And of course, the Muslim in the United States falls in between that, within that spectrum. This might actually be a bit different about how it functions, for example, in Holland, right? Or in the UK that has a very weird and unfortunate and brutal colonial history within the Arab world. So I think this is, that's one thing I think for us,
to try to acknowledge that brings us to the second point, the issue of decoloniality. And so decoloniality obviously is not just a magic gesture that we can sort of all just stop thinking about.

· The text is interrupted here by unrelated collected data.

//! Tool access control: resource/operation permission gating.
//!
//! Every tool declares the (resource, operation) pairs it needs. A permission
//! configuration grants operations per resource; a tool is callable only when
//! all of its pairs are granted. No configuration means everything is allowed.

use crate::tools::catalog::ToolEntry;
use schemars::gen::SchemaGenerator;
use schemars::schema::Schema;
use schemars::JsonSchema;
use serde::{Deserialize, Serialize};
use std::collections::{BTreeMap, BTreeSet};
use std::fmt;

/// Payment-provider resource a tool acts on.
#[derive(
    Debug, Clone, Copy, PartialEq, Eq, PartialOrd, Ord, Hash, Serialize, Deserialize, JsonSchema,
)]
#[serde(rename_all = "camelCase")]
pub enum Resource {
    Customers,
    Products,
    Prices,
    PaymentLinks,
    Invoices,
    InvoiceItems,
    Balance,
    Refunds,
    Subscriptions,
}

impl Resource {
    pub const ALL: [Resource; 9] = [
        Resource::Customers,
        Resource::Products,
        Resource::Prices,
        Resource::PaymentLinks,
        Resource::Invoices,
        Resource::InvoiceItems,
        Resource::Balance,
        Resource::Refunds,
        Resource::Subscriptions,
    ];

    pub fn as_str(self) -> &'static str {
        match self {
            Resource::Customers => "customers",
            Resource::Products => "products",
            Resource::Prices => "prices",
            Resource::PaymentLinks => "paymentLinks",
            Resource::Invoices => "invoices",
            Resource::InvoiceItems => "invoiceItems",
            Resource::Balance => "balance",
            Resource::Refunds => "refunds",
            Resource::Subscriptions => "subscriptions",
        }
    }
}

impl fmt::Display for Resource {
    fn fmt(&self, f: &mut fmt::Formatter<'_>) -> fmt::Result {
        f.write_str(self.as_str())
    }
}

/// Operation tag within a resource.
#[derive(
    Debug, Clone, Copy, PartialEq, Eq, PartialOrd, Ord, Hash, Serialize, Deserialize, JsonSchema,
)]
#[serde(rename_all = "snake_case")]
pub enum Operation {
    Create,
    Read,
    Update,
}

impl Operation {
    pub const ALL: [Operation; 3] = [Operation::Create, Operation::Read, Operation::Update];

    pub fn as_str(self) -> &'static str {
        match self {
            Operation::Create => "create",
            Operation::Read => "read",
            Operation::Update => "update",
        }
    }
}

impl fmt::Display for Operation {
    fn fmt(&self, f: &mut fmt::Formatter<'_>) -> fmt::Result {
        f.write_str(self.as_str())
    }
}

/// Resource → operations mapping, shared by tool declarations and grants.
pub type Actions = BTreeMap<Resource, BTreeSet<Operation>>;

/// Resource → allowed operations.
///
/// Deserializes from the list form `{"customers": ["create", "read"]}` or the
/// flag form `{"customers": {"create": true, "read": false}}`.
#[derive(Debug, Clone, Default, PartialEq, Eq, Serialize, Deserialize)]
#[serde(from = "RawPermissions", into = "RawPermissions")]
pub struct PermissionConfig {
    grants: Actions,
}

impl PermissionConfig {
    pub fn new() -> Self {
        Self {
            grants: BTreeMap::new(),
        }
    }

    /// Grant one operation on a resource.
    pub fn grant(&mut self, resource: Resource, operation: Operation) {
        self.grants.entry(resource).or_default().insert(operation);
    }

    /// Builder-style `grant`.
    pub fn with(mut self, resource: Resource, operation: Operation) -> Self {
        self.grant(resource, operation);
        self
    }

    /// Check a single (resource, operation) pair.
    pub fn allows(&self, resource: Resource, operation: Operation) -> bool {
        self.grants
            .get(&resource)
            .map_or(false, |set| set.contains(&operation))
    }

    /// First pair in `actions` this configuration does not grant.
    pub fn first_denied(&self, actions: &Actions) -> Option<(Resource, Operation)> {
        actions.iter().find_map(|(resource, operations)| {
            operations
                .iter()
                .find(|op| !self.allows(*resource, **op))
                .map(|op| (*resource, *op))
        })
    }

    /// True when every pair in `actions` is granted.
    pub fn permits(&self, actions: &Actions) -> bool {
        self.first_denied(actions).is_none()
    }

    pub fn grants(&self) -> &Actions {
        &self.grants
    }
}

/// Keep the tools callable under `config`, preserving catalog order.
///
/// `None` means no restrictions were configured.
pub fn filter_tools<'a, I>(tools: I, config: Option<&PermissionConfig>) -> Vec<&'a ToolEntry>
where
    I: IntoIterator<Item = &'a ToolEntry>,
{
    tools
        .into_iter()
        .filter(|tool| config.map_or(true, |c| c.permits(&tool.actions)))
        .collect()
}

// =============================================================================
// Wire forms
// =============================================================================

#[derive(Debug, Clone, Serialize, Deserialize, JsonSchema)]
#[serde(untagged)]
enum OperationSpec {
    List(Vec<Operation>),
    Flags(BTreeMap<Operation, bool>),
}

#[derive(Debug, Clone, Serialize, Deserialize, JsonSchema)]
#[serde(transparent)]
struct RawPermissions(BTreeMap<Resource, OperationSpec>);

impl From<RawPermissions> for PermissionConfig {
    fn from(raw: RawPermissions) -> Self {
        let mut config = PermissionConfig::new();
        for (resource, spec) in raw.0 {
            let operations: Vec<Operation> = match spec {
                OperationSpec::List(ops) => ops,
                OperationSpec::Flags(flags) => flags
                    .into_iter()
                    .filter_map(|(op, enabled)| enabled.then_some(op))
                    .collect(),
            };
            for op in operations {
                config.grant(resource, op);
            }
        }
        config
    }
}

impl From<PermissionConfig> for RawPermissions {
    fn from(config: PermissionConfig) -> Self {
        RawPermissions(
            config
                .grants
                .into_iter()
                .map(|(resource, ops)| (resource, OperationSpec::List(ops.into_iter().collect())))
                .collect(),
        )
    }
}

impl JsonSchema for PermissionConfig {
    fn schema_name() -> String {
        "PermissionConfig".to_string()
    }

    fn json_schema(gen: &mut SchemaGenerator) -> Schema {
        RawPermissions::json_schema(gen)
    }
}

#[cfg(test)]
mod tests {
    use super::*;
    use serde_json::json;

    fn actions(pairs: &[(Resource, Operation)]) -> Actions {
        let mut map = Actions::new();
        for (r, o) in pairs {
            map.entry(*r).or_default().insert(*o);
        }
        map
    }

    #[test]
    fn test_grant_and_check() {
        let config = PermissionConfig::new()
            .with(Resource::Customers, Operation::Create)
            .with(Resource::Customers, Operation::Read);

        assert!(config.allows(Resource::Customers, Operation::Create));
        assert!(config.allows(Resource::Customers, Operation::Read));
        assert!(!config.allows(Resource::Customers, Operation::Update));
        assert!(!config.allows(Resource::Invoices, Operation::Create));
    }

    #[test]
    fn test_permits_requires_every_pair() {
        let config = PermissionConfig::new().with(Resource::Invoices, Operation::Create);
        let needs_both = actions(&[
            (Resource::Invoices, Operation::Create),
            (Resource::InvoiceItems, Operation::Create),
        ]);

        assert!(!config.permits(&needs_both));
        assert_eq!(
            config.first_denied(&needs_both),
            Some((Resource::InvoiceItems, Operation::Create))
        );
        assert!(config.permits(&actions(&[(Resource::Invoices, Operation::Create)])));
    }

    #[test]
    fn test_deserialize_list_form() {
        let config: PermissionConfig = serde_json::from_value(json!({
            "customers": ["create", "read"],
            "paymentLinks": ["create"]
        }))
        .unwrap();

        assert!(config.allows(Resource::Customers, Operation::Read));
        assert!(config.allows(Resource::PaymentLinks, Operation::Create));
        assert!(!config.allows(Resource::Products, Operation::Read));
    }

    #[test]
    fn test_deserialize_flag_form() {
        let config: PermissionConfig = serde_json::from_value(json!({
            "invoices": {"create": true, "update": false},
            "balance": {"read": true}
        }))
        .unwrap();

        assert!(config.allows(Resource::Invoices, Operation::Create));
        assert!(!config.allows(Resource::Invoices, Operation::Update));
        assert!(config.allows(Resource::Balance, Operation::Read));
    }

    #[test]
    fn test_deserialize_rejects_unknown_names() {
        let bad_resource = serde_json::from_value::<PermissionConfig>(json!({"charges": ["read"]}));
        assert!(bad_resource.is_err());

        let bad_operation =
            serde_json::from_value::<PermissionConfig>(json!({"customers": ["delete"]}));
        assert!(bad_operation.is_err());
    }

    #[test]
    fn test_serializes_as_list_form() {
        let config = PermissionConfig::new()
            .with(Resource::InvoiceItems, Operation::Create)
            .with(Resource::Customers, Operation::Read);

        let value = serde_json::to_value(&config).unwrap();
        assert_eq!(
            value,
            json!({"customers": ["read"], "invoiceItems": ["create"]})
        );
    }
}
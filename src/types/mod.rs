//! Core types for the payment tools crate.
//!
//! This module provides foundational types used throughout the system:
//! - **IDs**: Strongly-typed identifiers (AccountId, CustomerId, RequestId)
//! - **Errors**: Application error types with thiserror derives
//! - **Config**: Configuration structures for the toolkit and dispatcher

mod config;
mod errors;
mod ids;

pub use config::{
    Config, ContextDefaults, CustomerBinding, DispatchConfig, ObservabilityConfig, ToolkitConfig,
    ACCOUNT_ENV, CUSTOMER_ENV,
};
pub use errors::{Error, Result};
pub use ids::{AccountId, CustomerId, RequestId};
//! Common library exports shared between frontend and backend.

extern crate serde;


pub mod search_request;
pub mod search_response;
pub mod search_const;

the way we do now, we can unracialize and unthink and unlearn what we've learned and then just go back to something else. It really depends about context, right? It depends about us locating our own particular positionality and our historical positions within those specific racial histories. So for example, as for me, for example, as an Arab American Christian who finds himself racialized along
a spectrum within blackness, but also in relation to Muslim Arab Muslim identities within the United States helps to triangulate and to make us think about, OK, how are we going to decolonialize? What are the power structures that we're pinging off of? What are the privileges that we share and that we have to sort of destroy or reject?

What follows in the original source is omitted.